Search Functionality Reference
This page documents Probe search syntax and behavior.
Complete reference documentation for Probe's search capabilities, including query syntax, ranking algorithms, and advanced search techniques.
SEARCH COMMAND
probe search <QUERY> [PATH] [OPTIONS]CORE PARAMETERS
| Parameter | Description |
|---|---|
<QUERY> | Required: Search terms or expression |
[PATH] | Directory to search (defaults to current directory) |
KEY OPTIONS
| Option | Description | Default |
|---|---|---|
--files-only | List matching files without code blocks | Off |
--ignore <PATTERN> | Additional patterns to ignore | None |
--exclude-filenames, -n | Exclude filenames from matching | Off |
--reranker, -r <TYPE> | Ranking algorithm: hybrid, hybrid2, bm25, tfidf | hybrid |
--frequency, -s | Enable smart token matching | On |
--max-results <N> | Limit number of results | No limit |
--max-bytes <N> | Limit total bytes of code returned | No limit |
--max-tokens <N> | Limit total tokens | No limit |
--allow-tests | Include test files and code | Off |
--any-term | Match any search term (OR logic) | Off |
--no-merge | Keep code blocks separate | Off |
--merge-threshold <N> | Max lines between blocks to merge | 5 |
--session <ID> | Session ID for caching results | None |
--format <TYPE> | Output format: color, plain, markdown, json | color |
For complete option details, see probe search --help.
QUERY PROCESSING
Probe enhances search queries through several techniques:
TOKENIZATION
Breaks down terms into tokens:
findUserByEmail → [find, user, by, email]STEMMING
Reduces words to their root form:
implementing, implementation → implementSMART PATTERN GENERATION
- Term Boundaries: Understands where code tokens start/end
- Case Handling: Works with camelCase, snake_case, etc.

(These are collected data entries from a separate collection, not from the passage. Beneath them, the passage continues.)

//! Built-in decoders: JSON (serde), UTF-8 text and raw bytes.

use std::fmt;
use std::io::Read;
use std::marker::PhantomData;

use serde::de::DeserializeOwned;

use crate::decoding::decoder::{BodyDecoder, DecodeRequest};
use crate::decoding::types::{DecodeError, DecodeResult, Entity, TypeKey};
use crate::http::headers::HeaderMultimap;
use crate::http::media::MediaType;

/// Deserializes JSON bodies into `T`.
///
/// Accepts `application/json` and any `+json` structured suffix.
pub struct JsonDecoder<T> {
    consumes: Vec<MediaType>,
    _marker: PhantomData<fn() -> T>,
}

impl<T> JsonDecoder<T> {
    pub fn new() -> Self {
        Self {
            consumes: vec![MediaType::application_json()],
            _marker: PhantomData,
        }
    }
}

impl<T> Default for JsonDecoder<T> {
    fn default() -> Self {
        Self::new()
    }
}

impl<T> fmt::Debug for JsonDecoder<T> {
    fn fmt(&self, f: &mut fmt::Formatter<'_>) -> fmt::Result {
        f.debug_struct("JsonDecoder")
            .field("target", &std::any::type_name::<T>())
            .finish()
    }
}

impl<T> BodyDecoder for JsonDecoder<T>
where
    T: DeserializeOwned + Send + Sync + 'static,
{
    fn name(&self) -> &str {
        "json"
    }

    fn consumes(&self) -> &[MediaType] {
        &self.consumes
    }

    fn can_decode(&self, request: &DecodeRequest<'_>) -> bool {
        request.class == TypeKey::of::<T>()
            && (request.media_type.is_compatible(&self.consumes[0])
                || request.media_type.suffix() == Some("json"))
    }

    /// A `+json` suffix counts as an exact match.
    fn rank(&self, media_type: &MediaType) -> u8 {
        if media_type.suffix() == Some("json") {
            return 2;
        }
        self.consumes
            .iter()
            .filter(|mt| mt.is_compatible(media_type))
            .map(MediaType::specificity)
            .max()
            .unwrap_or(0)
    }

    fn decode(
        &self,
        _request: &DecodeRequest<'_>,
        _headers: &HeaderMultimap,
        body: &mut dyn Read,
    ) -> DecodeResult<Entity> {
        let value: T = serde_json::from_reader(body)?;
        Ok(Entity::new(value))
    }
}

/// Reads `text/*` bodies into a `String`.
///
/// UTF-8 is assumed when no charset is declared. `us-ascii` bodies must be
/// 7-bit clean.
#[derive(Debug)]
pub struct TextDecoder {
    consumes: Vec<MediaType>,
}

impl TextDecoder {
    pub fn new() -> Self {
        Self {
            consumes: vec![MediaType::any_text()],
        }
    }
}

impl Default for TextDecoder {
    fn default() -> Self {
        Self::new()
    }
}

impl BodyDecoder for TextDecoder {
    fn name(&self) -> &str {
        "text"
    }

    fn consumes(&self) -> &[MediaType] {
        &self.consumes
    }

    fn can_decode(&self, request: &DecodeRequest<'_>) -> bool {
        request.class.is::<String>() && request.media_type.is_compatible(&self.consumes[0])
    }

    fn decode(
        &self,
        request: &DecodeRequest<'_>,
        _headers: &HeaderMultimap,
        body: &mut dyn Read,
    ) -> DecodeResult<Entity> {
        let ascii = match request.media_type.charset() {
            None => false,
            Some(cs) if cs.eq_ignore_ascii_case("utf-8") => false,
            Some(cs) if cs.eq_ignore_ascii_case("us-ascii") => true,
            Some(cs) => {
                return Err(DecodeError::InvalidText(format!("unsupported charset {}", cs)));
            }
        };

        let mut buf = Vec::new();
        body.read_to_end(&mut buf)?;
        if ascii {
            if let Some(pos) = buf.iter().position(|b| !b.is_ascii()) {
                return Err(DecodeError::InvalidText(format!("non-ASCII byte at offset {}", pos)));
            }
        }
        let text = String::from_utf8(buf).map_err(|e| DecodeError::InvalidText(e.to_string()))?;
        Ok(Entity::new(text))
    }
}

/// Reads any body into a `Vec<u8>`.
#[derive(Debug)]
pub struct BytesDecoder {
    consumes: Vec<MediaType>,
}

impl BytesDecoder {
    pub fn new() -> Self {
        Self {
            consumes: vec![MediaType::wildcard()],
        }
    }
}

impl Default for BytesDecoder {
    fn default() -> Self {
        Self::new()
    }
}

impl BodyDecoder for BytesDecoder {
    fn name(&self) -> &str {
        "bytes"
    }

    fn consumes(&self) -> &[MediaType] {
        &self.consumes
    }

    fn can_decode(&self, request: &DecodeRequest<'_>) -> bool {
        request.class.is::<Vec<u8>>()
    }

    fn decode(
        &self,
        _request: &DecodeRequest<'_>,
        _headers: &HeaderMultimap,
        body: &mut dyn Read,
    ) -> DecodeResult<Entity> {
        let mut buf = Vec::new();
        body.read_to_end(&mut buf)?;
        Ok(Entity::new(buf))
    }
}

#[cfg(test)]
mod tests {
    use super::*;
    use serde::Deserialize;
    use std::io::Cursor;

    #[derive(Debug, Deserialize, PartialEq)]
    struct Record {
        id: i64,
    }

    fn decode_with(
        decoder: &dyn BodyDecoder,
        class: TypeKey,
        content_type: &str,
        body: &[u8],
    ) -> DecodeResult<Entity> {
        let mt = MediaType::parse(content_type).unwrap();
        let request = DecodeRequest::new(class, &mt);
        assert!(decoder.can_decode(&request), "{} should accept {}", decoder.name(), content_type);
        decoder.decode(&request, &HeaderMultimap::new(), &mut Cursor::new(body.to_vec()))
    }

    #[test]
    fn test_json_decoder() {
        let decoder = JsonDecoder::<Record>::new();
        let entity = decode_with(&decoder, TypeKey::of::<Record>(), "application/json", br#"{"id":7}"#).unwrap();
        assert_eq!(entity.downcast_ref::<Record>(), Some(&Record { id: 7 }));
    }

    #[test]
    fn test_json_decoder_suffix_and_wildcard() {
        let decoder = JsonDecoder::<Record>::new();
        decode_with(&decoder, TypeKey::of::<Record>(), "application/problem+json", br#"{"id":1}"#).unwrap();
        decode_with(&decoder, TypeKey::of::<Record>(), "*/*", br#"{"id":2}"#).unwrap();

        let text = MediaType::parse("text/plain").unwrap();
        assert!(!decoder.can_decode(&DecodeRequest::new(TypeKey::of::<Record>(), &text)));
        let json = MediaType::application_json();
        assert!(!decoder.can_decode(&DecodeRequest::new(TypeKey::of::<String>(), &json)));
    }

    #[test]
    fn test_json_decoder_malformed() {
        let decoder = JsonDecoder::<Record>::new();
        let err = decode_with(&decoder, TypeKey::of::<Record>(), "application/json", b"{\"id\":").unwrap_err();
        assert!(matches!(err, DecodeError::Json(_)));
    }

    #[test]
    fn test_text_decoder() {
        let decoder = TextDecoder::new();
        let entity = decode_with(&decoder, TypeKey::of::<String>(), "text/plain; charset=UTF-8", "héllo".as_bytes()).unwrap();
        assert_eq!(entity.downcast_ref::<String>().map(String::as_str), Some("héllo"));

        let err = decode_with(&decoder, TypeKey::of::<String>(), "text/plain", &[0xff, 0xfe]).unwrap_err();
        assert!(matches!(err, DecodeError::InvalidText(_)));

        let err = decode_with(&decoder, TypeKey::of::<String>(), "text/plain; charset=latin1", b"x").unwrap_err();
        assert!(err.to_string().contains("latin1"));
    }

    #[test]
    fn test_text_decoder_us_ascii() {
        let decoder = TextDecoder::new();
        let entity = decode_with(&decoder, TypeKey::of::<String>(), "text/plain; charset=US-ASCII", b"plain").unwrap();
        assert_eq!(entity.downcast_ref::<String>().map(String::as_str), Some("plain"));

        let err = decode_with(&decoder, TypeKey::of::<String>(), "text/plain; charset=us-ascii", "héllo".as_bytes())
            .unwrap_err();
        assert!(matches!(err, DecodeError::InvalidText(ref msg) if msg.contains("offset 1")));
    }

    #[test]
    fn test_json_decoder_ranks_suffix_as_exact() {
        let decoder = JsonDecoder::<Record>::new();
        assert_eq!(decoder.rank(&MediaType::parse("application/problem+json").unwrap()), 2);
        assert_eq!(decoder.rank(&MediaType::application_json()), 2);
        assert_eq!(decoder.rank(&MediaType::wildcard()), 2);
        assert_eq!(decoder.rank(&MediaType::parse("text/plain").unwrap()), 0);
    }

    #[test]
    fn test_bytes_decoder() {
        let decoder = BytesDecoder::new();
        let entity = decode_with(&decoder, TypeKey::of::<Vec<u8>>(), "image/png", &[1, 2, 3]).unwrap();
        assert_eq!(entity.downcast_ref::<Vec<u8>>(), Some(&vec![1, 2, 3]));
        assert_eq!(decoder.rank(&MediaType::application_json()), 0);
    }
}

- Compound Handling: Breaks down compound terms
QUERY SYNTAX
Probe supports an Elasticsearch-like query syntax:
BASIC TERMS
probe search "authentication" # Single term
probe search "user authentication" # Multiple terms (AND logic)BOOLEAN OPERATORS
probe search "error AND handling" # Require both terms
probe search "login OR authentication" # Match either term
probe search "database NOT sqlite" # Exclude termGROUPING
probe search "(error OR exception) AND (handle OR process)"TERM MODIFIERS
probe search "+authentication login" # Required term
probe search "database -sqlite" # Excluded term
probe search "\"handle error\"" # Exact phraseFIELD SPECIFIERS
probe search "function:authenticate" # Search in function namesSEARCH HINTS
Search hints allow you to filter results by file properties. These filters are applied at the file discovery stage and removed from the query before content searching:
probe search "error AND ext:rs" # Only search in .rs files
probe search "class AND file:src/**/*.py" # Only search in Python files under src/
probe search "function AND dir:tests" # Only search in files under tests/ directory
probe search "struct AND type:rust" # Only search in Rust files
probe search "component AND lang:javascript" # Only search in JavaScript filesAvailable Search Hints:
| Hint | Description | Examples |
|---|---|---|
ext:<extension> | Filter by file extension | ext:rs, ext:py,js,ts |
file:<pattern> | Filter by file path pattern (supports globs) | file:src/**/*.rs, file:*test* |
path:<pattern> | Alias for file: | path:src/main.rs |
dir:<pattern> | Filter by directory pattern | dir:src, dir:tests |
type:<filetype> | Filter by ripgrep file type | type:rust, type:javascript |
lang:<language> | Filter by programming language | lang:rust, lang:python |
Combining Search Hints:
# Multiple filters (all must match)
probe search "config AND ext:rs AND dir:src"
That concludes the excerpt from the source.